Son sourire édenté fixé au dessus de son menton trop long narguait les trois membres de la congrégation tandis que ses grands yeux perçants analysaient les moindres détails des nouveaux venus. Un vieux barbouze, un grand roux et une sacrée belle femme, bien roulée comme il les aimait. La Picole, sut tout de suite qu'il allait montrer un grand intérêt pour cette affaire. Souriant toujours comme un damné, il prit sa voix la plus mielleuse dans un anglais parfait : « Que puis-je faire pour vous Sir exorcistes ? » Il regretta presque immédiatement son zèle quand il vit une étincelle effrayante dans l'œil de la grande perche. Encore un chieur à la Cross qui devait remarquer le moindre petit détail et les remettre sur le tapis pour lui faire cracher le morceau. Quoi de plus étonnant qu'il parle anglais ? On était au Havre mon gars ! La Normandie, les anglais, Guillaume le conquérant et tout ça ? Bon, Guillaume c'était à Caen, mais il allait pas chipoter pour ces bouseux du Pays-d'Auge ! Bon, pour en revenir à l'ordre des choses, il venait de prouver qu'il était intelligent, et ce n'était certainement pas un talent à montrer devant la Congrégation de l'Ombre. La Picole maudit sa propre stupidité.

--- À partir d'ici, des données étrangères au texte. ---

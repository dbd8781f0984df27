//! Engine configuration and data folder resolution
//!
//! Settings come from `vamp.toml`. Every key is optional; missing keys and
//! a missing file fall back to compiled defaults. Paths resolve in priority
//! order:
//! 1. Command-line argument (highest priority)
//! 2. Environment variable (`VAMP_CONFIG`, `VAMP_DATA_DIR`)
//! 3. TOML config file (`data_dir` key)
//! 4. OS-dependent compiled default (fallback)

use crate::fade_curves::FadeCurve;
use crate::{Error, Result};
use serde::{Deserialize, Serialize};
use std::path::{Path, PathBuf};
use tracing::{info, warn};

/// Environment variable naming the config file
pub const CONFIG_ENV_VAR: &str = "VAMP_CONFIG";

/// Environment variable naming the data folder
pub const DATA_DIR_ENV_VAR: &str = "VAMP_DATA_DIR";

/// File name of the config file inside the platform config folder
pub const CONFIG_FILE_NAME: &str = "vamp.toml";

pub const DEFAULT_CROSSFADE_MS: u32 = 20;
pub const DEFAULT_ENTRY_FADE_MS: u32 = 15;
pub const DEFAULT_EXIT_FADE_MS: u32 = 2000;
pub const DEFAULT_EXIT_PATCH_DURATION_MS: u32 = 250;
pub const DEFAULT_EXIT_PATCH_FADE_OUT_MS: u32 = 200;
pub const DEFAULT_TRANSPORT_RESUME_OFFSET_MS: u32 = 30;
pub const DEFAULT_MIN_LOOP_DURATION_MS: u32 = 500;
pub const DEFAULT_EXIT_BOUNDARY_THRESHOLD_MS: u32 = 30;
pub const DEFAULT_MONITOR_INTERVAL_MS: u64 = 10;
pub const DEFAULT_POSITION_UPDATE_INTERVAL_MS: u64 = 33;
pub const DEFAULT_EVENT_CAPACITY: usize = 1000;

/// Process-wide engine settings
///
/// The seam and exit settings are defaults: each loop region may override
/// `exit_patch_duration_ms` and `transport_resume_offset_ms`, and carries its
/// own crossfade and fade widths seeded from here.
#[derive(Debug, Clone, PartialEq, Serialize, Deserialize)]
#[serde(default)]
pub struct EngineConfig {
    /// Seam crossfade width for new regions
    pub crossfade_ms: u32,
    /// Curve used for the seam and patch crossfades
    pub crossfade_curve: FadeCurve,
    /// Fade-in applied when the loop backend takes over mid-playback
    pub entry_fade_ms: u32,
    /// Fade used by the fade-out exit style
    pub exit_fade_ms: u32,
    /// Length of the bridge played from the loop end on exit
    pub exit_patch_duration_ms: u32,
    /// Fade-out at the end of the exit patch
    pub exit_patch_fade_out_ms: u32,
    /// How far past the loop end the transport resumes
    pub transport_resume_offset_ms: u32,
    /// Shortest accepted loop region
    pub min_loop_duration_ms: u32,
    /// Lead time between an immediate exit request and the loop frame at
    /// which the exit patch takes over
    pub exit_boundary_threshold_ms: u32,
    /// Position monitor tick period
    pub monitor_interval_ms: u64,
    /// Minimum spacing of `position_update` events
    pub position_update_interval_ms: u64,
    /// EventBus channel capacity
    pub event_capacity: usize,
    /// Folder holding `loop_data.json`
    pub data_dir: Option<PathBuf>,
    pub logging: LoggingConfig,
}

impl Default for EngineConfig {
    fn default() -> Self {
        Self {
            crossfade_ms: DEFAULT_CROSSFADE_MS,
            crossfade_curve: FadeCurve::default(),
            entry_fade_ms: DEFAULT_ENTRY_FADE_MS,
            exit_fade_ms: DEFAULT_EXIT_FADE_MS,
            exit_patch_duration_ms: DEFAULT_EXIT_PATCH_DURATION_MS,
            exit_patch_fade_out_ms: DEFAULT_EXIT_PATCH_FADE_OUT_MS,
            transport_resume_offset_ms: DEFAULT_TRANSPORT_RESUME_OFFSET_MS,
            min_loop_duration_ms: DEFAULT_MIN_LOOP_DURATION_MS,
            exit_boundary_threshold_ms: DEFAULT_EXIT_BOUNDARY_THRESHOLD_MS,
            monitor_interval_ms: DEFAULT_MONITOR_INTERVAL_MS,
            position_update_interval_ms: DEFAULT_POSITION_UPDATE_INTERVAL_MS,
            event_capacity: DEFAULT_EVENT_CAPACITY,
            data_dir: None,
            logging: LoggingConfig::default(),
        }
    }
}

/// Logging configuration
#[derive(Debug, Clone, PartialEq, Eq, Serialize, Deserialize)]
#[serde(default)]
pub struct LoggingConfig {
    /// Log level: trace, debug, info, warn, error
    pub level: String,
    /// Log file path (None = stdout only)
    pub file: Option<PathBuf>,
}

impl Default for LoggingConfig {
    fn default() -> Self {
        Self {
            level: "info".to_string(),
            file: None,
        }
    }
}

impl EngineConfig {
    /// Parse and validate TOML text
    pub fn from_toml_str(content: &str) -> Result<Self> {
        let config: EngineConfig = toml::from_str(content)?;
        config.validate()?;
        Ok(config)
    }

    /// Reject settings the engine cannot run with
    pub fn validate(&self) -> Result<()> {
        if self.monitor_interval_ms == 0 {
            return Err(Error::Config("monitor_interval_ms must be > 0".to_string()));
        }
        if self.position_update_interval_ms < self.monitor_interval_ms {
            return Err(Error::Config(format!(
                "position_update_interval_ms ({}) must be >= monitor_interval_ms ({})",
                self.position_update_interval_ms, self.monitor_interval_ms
            )));
        }
        if self.event_capacity == 0 {
            return Err(Error::Config("event_capacity must be > 0".to_string()));
        }
        if self.exit_patch_duration_ms == 0 {
            return Err(Error::Config("exit_patch_duration_ms must be > 0".to_string()));
        }
        if self.exit_patch_fade_out_ms > self.exit_patch_duration_ms {
            return Err(Error::Config(format!(
                "exit_patch_fade_out_ms ({}) exceeds exit_patch_duration_ms ({})",
                self.exit_patch_fade_out_ms, self.exit_patch_duration_ms
            )));
        }
        if !self.crossfade_curve.is_crossfade_safe() {
            return Err(Error::Config(format!(
                "crossfade_curve '{}' dips mid-window; use linear, s_curve or equal_power",
                self.crossfade_curve.as_str()
            )));
        }
        if !matches!(
            self.logging.level.to_lowercase().as_str(),
            "trace" | "debug" | "info" | "warn" | "error"
        ) {
            return Err(Error::Config(format!(
                "unknown log level '{}'",
                self.logging.level
            )));
        }
        Ok(())
    }
}

/// Resolve which config file to read
///
/// Returns `None` only when no platform config folder exists and neither
/// the CLI nor the environment names a file.
pub fn resolve_config_path(cli_arg: Option<&Path>) -> Option<PathBuf> {
    if let Some(path) = cli_arg {
        return Some(path.to_path_buf());
    }

    if let Ok(path) = std::env::var(CONFIG_ENV_VAR) {
        if !path.is_empty() {
            return Some(PathBuf::from(path));
        }
    }

    dirs::config_dir().map(|dir| dir.join("vamp").join(CONFIG_FILE_NAME))
}

/// Load the engine configuration
///
/// A missing file logs a warning and yields the defaults. A file that
/// exists but does not parse or validate is an error.
pub fn load_config(cli_arg: Option<&Path>) -> Result<EngineConfig> {
    let path = match resolve_config_path(cli_arg) {
        Some(path) => path,
        None => {
            warn!("No config folder on this platform, using compiled defaults");
            return Ok(EngineConfig::default());
        }
    };

    if !path.exists() {
        warn!("Config file {} not found, using compiled defaults", path.display());
        return Ok(EngineConfig::default());
    }

    let content = std::fs::read_to_string(&path)?;
    let config = EngineConfig::from_toml_str(&content)
        .map_err(|e| Error::Config(format!("{}: {}", path.display(), e)))?;
    info!("Loaded configuration from {}", path.display());
    Ok(config)
}

/// Resolve the data folder (CLI > environment > config file > OS default)
pub fn resolve_data_dir(cli_arg: Option<&Path>, config: &EngineConfig) -> PathBuf {
    if let Some(path) = cli_arg {
        return path.to_path_buf();
    }

    if let Ok(path) = std::env::var(DATA_DIR_ENV_VAR) {
        if !path.is_empty() {
            return PathBuf::from(path);
        }
    }

    if let Some(path) = &config.data_dir {
        return path.clone();
    }

    default_data_dir()
}

/// OS-dependent default data folder
///
/// `~/.local/share/vamp` on Linux, `~/Library/Application Support/vamp` on
/// macOS, `%LOCALAPPDATA%\vamp` on Windows.
pub fn default_data_dir() -> PathBuf {
    dirs::data_local_dir()
        .map(|dir| dir.join("vamp"))
        .unwrap_or_else(|| PathBuf::from("./vamp_data"))
}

La jeune femme cependant lui adressa un timide sourire et lui demanda si pour une mission il pouvait requérir son hospitalité. « Quoi de plus naturel... Mademoiselle, je serais heureux de vous donner le peu que je possède pour convenir à vôtre bien-être... »

24 février.

En plus d'être un coureur raté ce type était un véritable hypocrite, les deux vont, de toute façon, souvent ensemble. Il feignait d'être un pauvre homme qui servait Dieu de son maigre esprit. Lavi y voyait un salaud dangereux et brillant. Remarque, il disait connaître Cross après tout : qui se ressemble, s'assemble.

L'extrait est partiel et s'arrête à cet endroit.